12. Nouveaux instruments de protection des intérêts financiers de l’Union européenne introduits par le traité de Lisbonne
Le traité de Lisbonne a doté l’Union de compétences renforcées dans les domaines de la protection des intérêts financiers de l’UE et de la coopération judiciaire en matière pénale. Les premières mesures prises sur cette base par l’Union ont été l’adoption du programme de Stockholm[22] et du programme de travail 2001 de la Commission[23].
Quatre méthodes de protection des intérêts financiers européens sont mentionnées dans le traité sur le fonctionnement de l’UE:
i) les mesures de coopération judiciaire en matière pénale (article 82);
ii) les directives contenant des rrègles minimales de droit pénal (article 83);
iii) l a législation relative à la fraude portant atteinte aux intérêts financiers de l’Union (article 310, paragraphe 6, et article 325, paragraphe 4);
iv) l’article 85, qui prévoit l’attribution de compétences d’investigation à Eurojust, et l’article 86, qui prévoit la possibilité d’instituer un Parquet européen à partir d’Eurojust, afin de lutter contre la criminalité affectant les intérêts financiers de l’Union.
S’il est jugé nécessaire de s’appuyer sur le droit pénal, notamment par une définition plus précise des infractions et l’introduction de règles minimales pour les sanctions, pour atteindre l’objectif légitime de lutte contre la fraude à l’encontre du budget de l’Union européenne, certains principes directeurs devront être observés.
En premier lieu, il est indispensable de respecter les droits fondamentaux.

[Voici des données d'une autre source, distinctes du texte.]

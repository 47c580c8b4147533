use super::models::{ClaudeResponse, ContentBlock, MediaSource, Usage};
use super::utils::{decode_signature, to_claude_usage};
use crate::constants::MIN_SIGNATURE_LENGTH;
use crate::proxy::mappers::gemini::{Candidate, GeminiPart, GeminiResponse, GroundingMetadata};
use crate::proxy::signature_cache::SignatureCache;
use tracing::{debug, warn};

// Accumulates translated blocks for one unary response.
pub struct ResponseBuilder<'a> {
    content_blocks: Vec<ContentBlock>,
    text_builder: String,
    thinking_builder: String,
    thinking_signature: Option<String>,
    trailing_signature: Option<String>,
    has_tool_call: bool,
    session_id: Option<&'a str>,
    model_name: &'a str,
    cache: &'a SignatureCache,
}

impl<'a> ResponseBuilder<'a> {
    pub fn new(session_id: Option<&'a str>, model_name: &'a str, cache: &'a SignatureCache) -> Self {
        Self {
            content_blocks: Vec::new(),
            text_builder: String::new(),
            thinking_builder: String::new(),
            thinking_signature: None,
            trailing_signature: None,
            has_tool_call: false,
            session_id,
            model_name,
            cache,
        }
    }

    pub fn process(mut self, response: &GeminiResponse) -> ClaudeResponse {
        if response.candidate_count() > 1 {
            warn!(
                "Upstream returned {} candidates, using the first",
                response.candidate_count()
            );
        }

        let candidate = response.first_candidate();

        if let Some(candidate) = candidate {
            if matches!(
                candidate.finish_reason.as_deref(),
                Some("SAFETY") | Some("RECITATION")
            ) {
                return self.blocked_response(response, candidate);
            }
        }

        if let Some(candidate) = candidate {
            if let Some(content) = &candidate.content {
                for part in &content.parts {
                    self.process_part(part);
                }
            }
            if let Some(grounding) = &candidate.grounding_metadata {
                self.process_grounding(grounding);
            }
        }

        self.flush_thinking();
        self.flush_text();
        if let Some(signature) = self.trailing_signature.take() {
            self.content_blocks.push(ContentBlock::Thinking {
                thinking: String::new(),
                signature: Some(signature),
            });
        }

        self.build(response)
    }

    fn blocked_response(&self, response: &GeminiResponse, candidate: &Candidate) -> ClaudeResponse {
        let categories: Vec<String> = candidate
            .safety_ratings
            .as_ref()
            .map(|ratings| ratings.iter().map(|r| r.category.clone()).collect())
            .unwrap_or_default();
        let label = if categories.is_empty() {
            candidate.finish_reason.clone().unwrap_or_default()
        } else {
            categories.join(", ")
        };
        warn!("Upstream blocked the response: {}", label);

        ClaudeResponse {
            id: response
                .response_id
                .clone()
                .unwrap_or_else(|| format!("msg_{}", crate::proxy::common::utils::generate_random_id())),
            type_: "message".to_string(),
            role: "assistant".to_string(),
            model: response.model_version.clone().unwrap_or_default(),
            content: vec![ContentBlock::Text {
                text: format!("[Content blocked by safety filter: {}]", label),
            }],
            stop_reason: "end_turn".to_string(),
            stop_sequence: None,
            usage: response
                .usage_metadata
                .as_ref()
                .map(to_claude_usage)
                .unwrap_or_default(),
        }
    }

    fn remember_signature(&self, signature: &str) {
        if signature.len() < MIN_SIGNATURE_LENGTH {
            return;
        }
        self.cache
            .cache_thinking_family(signature.to_string(), self.model_name.to_string());
        if let Some(session_id) = self.session_id {
            self.cache
                .cache_session_signature(session_id, signature.to_string());
        }
    }

    fn process_part(&mut self, part: &GeminiPart) {
        let signature = part.thought_signature.as_deref().map(decode_signature);
        if let Some(sig) = &signature {
            self.remember_signature(sig);
        }

        if let Some(fc) = &part.function_call {
            self.flush_thinking();
            self.flush_text();
            if let Some(trailing) = self.trailing_signature.take() {
                self.content_blocks.push(ContentBlock::Thinking {
                    thinking: String::new(),
                    signature: Some(trailing),
                });
            }

            self.has_tool_call = true;
            let tool_id = fc.id.clone().unwrap_or_else(|| {
                format!(
                    "{}-{}",
                    fc.name,
                    crate::proxy::common::utils::generate_random_id()
                )
            });
            if let Some(sig) = &signature {
                self.cache.cache_tool_signature(&tool_id, sig.clone());
            }
            self.content_blocks.push(ContentBlock::ToolUse {
                id: tool_id,
                name: fc.name.clone(),
                input: fc.args.clone().unwrap_or(serde_json::json!({})),
                signature: signature.clone(),
            });
            return;
        }

        if let Some(text) = &part.text {
            if part.thought.unwrap_or(false) {
                self.flush_text();
                if text.is_empty() {
                    // Signature-only reasoning: surface as redacted.
                    if let Some(sig) = signature {
                        self.flush_thinking();
                        self.content_blocks
                            .push(ContentBlock::RedactedThinking { data: sig });
                    }
                    return;
                }
                self.thinking_builder.push_str(text);
                if signature.is_some() {
                    self.thinking_signature = signature;
                }
            } else {
                if text.is_empty() {
                    if signature.is_some() {
                        self.trailing_signature = signature;
                    }
                    return;
                }
                self.flush_thinking();
                if let Some(trailing) = self.trailing_signature.take() {
                    self.flush_text();
                    self.content_blocks.push(ContentBlock::Thinking {
                        thinking: String::new(),
                        signature: Some(trailing),
                    });
                }
                self.text_builder.push_str(text);
                if let Some(sig) = signature {
                    self.flush_text();
                    self.content_blocks.push(ContentBlock::Thinking {
                        thinking: String::new(),
                        signature: Some(sig),
                    });
                }
            }
            return;
        }

        if let Some(img) = &part.inline_data {
            self.flush_thinking();
            self.flush_text();
            if !img.data.is_empty() {
                self.content_blocks.push(ContentBlock::Image {
                    source: MediaSource {
                        source_type: "base64".to_string(),
                        media_type: img.mime_type.clone(),
                        data: img.data.clone(),
                    },
                });
            }
            return;
        }

        if let Some(file) = &part.file_data {
            self.flush_thinking();
            self.flush_text();
            let source = MediaSource {
                source_type: "url".to_string(),
                media_type: file.mime_type.clone(),
                data: file.file_uri.clone(),
            };
            if file.mime_type.starts_with("image/") {
                self.content_blocks.push(ContentBlock::Image { source });
            } else {
                self.content_blocks.push(ContentBlock::Document { source });
            }
        }
    }

    fn process_grounding(&mut self, grounding: &GroundingMetadata) {
        let mut grounding_text = String::new();
        if let Some(queries) = &grounding.web_search_queries {
            if !queries.is_empty() {
                grounding_text.push_str("\n\nSearched: ");
                grounding_text.push_str(&queries.join(", "));
            }
        }
        if let Some(chunks) = &grounding.grounding_chunks {
            let mut links = Vec::new();
            for (i, chunk) in chunks.iter().enumerate() {
                if let Some(web) = &chunk.web {
                    let title = web.title.as_deref().unwrap_or("Web Source");
                    let uri = web.uri.as_deref().unwrap_or("#");
                    links.push(format!("[{}] [{}]({})", i + 1, title, uri));
                }
            }
            if !links.is_empty() {
                grounding_text.push_str("\n\nSources:\n");
                grounding_text.push_str(&links.join("\n"));
            }
        }
        if !grounding_text.is_empty() {
            debug!("Attaching grounding metadata to response");
            self.flush_thinking();
            self.text_builder.push_str(&grounding_text);
            self.flush_text();
        }
    }

    fn flush_text(&mut self) {
        if self.text_builder.is_empty() {
            return;
        }
        self.content_blocks.push(ContentBlock::Text {
            text: std::mem::take(&mut self.text_builder),
        });
    }

    fn flush_thinking(&mut self) {
        if self.thinking_builder.is_empty() && self.thinking_signature.is_none() {
            return;
        }
        self.content_blocks.push(ContentBlock::Thinking {
            thinking: std::mem::take(&mut self.thinking_builder),
            signature: self.thinking_signature.take(),
        });
    }

    fn build(self, response: &GeminiResponse) -> ClaudeResponse {
        let finish_reason = response
            .first_candidate()
            .and_then(|c| c.finish_reason.as_deref());
        let stop_reason = if self.has_tool_call || finish_reason == Some("TOOL_USE") {
            "tool_use"
        } else if finish_reason == Some("MAX_TOKENS") {
            "max_tokens"
        } else {
            "end_turn"
        };

        ClaudeResponse {
            id: response
                .response_id
                .clone()
                .unwrap_or_else(|| format!("msg_{}", crate::proxy::common::utils::generate_random_id())),
            type_: "message".to_string(),
            role: "assistant".to_string(),
            model: response.model_version.clone().unwrap_or_default(),
            content: self.content_blocks,
            stop_reason: stop_reason.to_string(),
            stop_sequence: None,
            usage: response
                .usage_metadata
                .as_ref()
                .map(to_claude_usage)
                .unwrap_or(Usage::default()),
        }
    }
}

La Charte des droits fondamentaux de l’UE contient plusieurs dispositions pertinentes dans le contexte des poursuites pénales, telles que le droit à un recours effectif et à un jugement équitable, la présomption d’innocence et les droits de la défense, les principes de légalité, la protection des données à caractère personnel et l’interdiction de la double peine. Ces droits sont définis plus précisément par la législation (sur la protection des données par exemple[24]). Les futures propositions de la Commission seront soumises à une évaluation approfondie de leur impact sur les droits fondamentaux[25].
En deuxième lieu, étant donné les disparités des approches du droit pénal selon les États membres, une attention particulière devra être accordée à la valeur ajoutée qu’un rapprochement des législations pénales nationales peut apporter à la protection des intérêts financiers de l’Union.

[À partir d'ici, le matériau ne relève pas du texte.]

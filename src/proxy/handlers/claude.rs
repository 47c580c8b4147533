use super::common::{build_sse_response, check_client_auth, dispatch_error_response, error_payload};
use crate::proxy::dispatcher::dispatch;
use crate::proxy::mappers::claude::models::ClaudeRequest;
use crate::proxy::mappers::claude::{
    collect_stream_to_response, create_claude_sse_stream, transform_response, ClaudeSseStreamInput,
};
use crate::proxy::mappers::context_window::estimate_request_tokens;
use crate::proxy::mappers::gemini::GeminiResponse;
use crate::proxy::session_manager::SessionTracker;
use crate::proxy::state::AppState;
use axum::{
    body::Body,
    extract::{Json, State},
    http::{HeaderMap, StatusCode},
    response::{IntoResponse, Response},
};
use serde_json::{json, Value};
use tracing::{debug, info, warn};

pub async fn handle_messages(
    State(state): State<AppState>,
    headers: HeaderMap,
    Json(body): Json<Value>,
) -> Response {
    if let Err(response) = check_client_auth(&state, &headers) {
        return response;
    }

    let trace_id = crate::proxy::common::utils::generate_trace_id();
    let request: ClaudeRequest = match serde_json::from_value(body) {
        Ok(r) => r,
        Err(e) => {
            return (
                StatusCode::BAD_REQUEST,
                Json(error_payload(
                    "invalid_request_error",
                    &format!("Invalid request body: {}", e),
                )),
            )
                .into_response();
        }
    };

    let session_id = SessionTracker::extract_session_id(&request);
    state.sessions.touch(&session_id, request.messages.len());

    info!(
        "[{}] Request | Model: {} | Stream: {} | Messages: {} | Tools: {} | Session: {}",
        trace_id,
        request.model,
        request.stream,
        request.messages.len(),
        request.tools.as_ref().map(|t| t.len()).unwrap_or(0),
        session_id
    );

    let estimated_tokens = estimate_request_tokens(&request) as u64;
    state.sessions.record_tokens(&session_id, estimated_tokens);

    let success = match dispatch(&state, &request, &session_id, &trace_id, request.stream).await {
        Ok(s) => s,
        Err(e) => {
            warn!("[{}] Dispatch failed: {:?}", trace_id, e);
            return dispatch_error_response(e);
        }
    };

    let email = success.email.clone();
    let mapped_model = success.mapped_model.clone();

    if request.stream {
        let relay = create_claude_sse_stream(ClaudeSseStreamInput {
            upstream: Box::pin(success.response.bytes_stream()),
            trace_id: trace_id.clone(),
            email: email.clone(),
            session_id: Some(session_id),
            cache: state.signature_cache.clone(),
            slot: Some(success.slot),
        });
        return build_sse_response(Body::from_stream(relay), &email, &mapped_model);
    }

    // Unary client. The upstream call may still have gone over SSE (thinking
    // models prefer it); collapse the stream into one response first.
    let gemini_response = if success.used_sse {
        match collect_stream_to_response(Box::pin(success.response.bytes_stream())).await {
            Ok(r) => r,
            Err(e) => {
                return (
                    StatusCode::INTERNAL_SERVER_ERROR,
                    Json(error_payload("api_error", &format!("Stream collect error: {}", e))),
                )
                    .into_response();
            }
        }
    } else {
        match read_unary_response(success.response).await {
            Ok(r) => r,
            Err(e) => {
                return (
                    StatusCode::INTERNAL_SERVER_ERROR,
                    Json(error_payload("api_error", &e)),
                )
                    .into_response();
            }
        }
    };
    drop(success.slot);

    let claude_response = transform_response(
        &gemini_response,
        Some(&session_id),
        &mapped_model,
        &state.signature_cache,
    );
    state
        .sessions
        .record_tokens(&session_id, claude_response.usage.output_tokens as u64);
    debug!(
        "[{}] ✓ Completed | Account: {} | In: {} | Out: {}",
        trace_id, email, claude_response.usage.input_tokens, claude_response.usage.output_tokens
    );

    let mut response = Json(claude_response).into_response();
    let headers = response.headers_mut();
    if let Ok(value) = email.parse() {
        headers.insert("X-Account-Email", value);
    }
    if let Ok(value) = mapped_model.parse() {
        headers.insert("X-Mapped-Model", value);
    }
    response
}

async fn read_unary_response(response: reqwest::Response) -> Result<GeminiResponse, String> {
    let value: Value = response
        .json()
        .await
        .map_err(|e| format!("Unary response unreadable: {}", e))?;
    // The unary endpoint wraps the payload in a `response` envelope.
    let inner = value.get("response").cloned().unwrap_or(value);
    serde_json::from_value(inner).map_err(|e| format!("Unary response malformed: {}", e))
}

pub async fn handle_count_tokens(State(state): State<AppState>, headers: HeaderMap) -> Response {
    if let Err(response) = check_client_auth(&state, &headers) {
        return response;
    }
    (
        StatusCode::NOT_IMPLEMENTED,
        Json(json!({
            "type": "error",
            "error": {
                "type": "not_implemented",
                "message": "count_tokens is not supported by this proxy"
            }
        })),
    )
        .into_response()
}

En troisième lieu, il conviendra d’engager une réflexion sur le renforcement du rôle que les organes européens (l’OLAF, Eurojust et un éventuel Parquet européen) pourraient jouer, successivement ou simultanément, pour améliorer les enquêtes, les poursuites et l’assistance dans les affaires d’infractions portant atteinte aux intérêts financiers de l’Union.
L’Union est à la croisée des chemins et doit faire des choix. Des travaux s’imposent à trois niveaux distincts: les procédures (4.1), le droit pénal matériel (4.2) et les aspects institutionnels (4.3).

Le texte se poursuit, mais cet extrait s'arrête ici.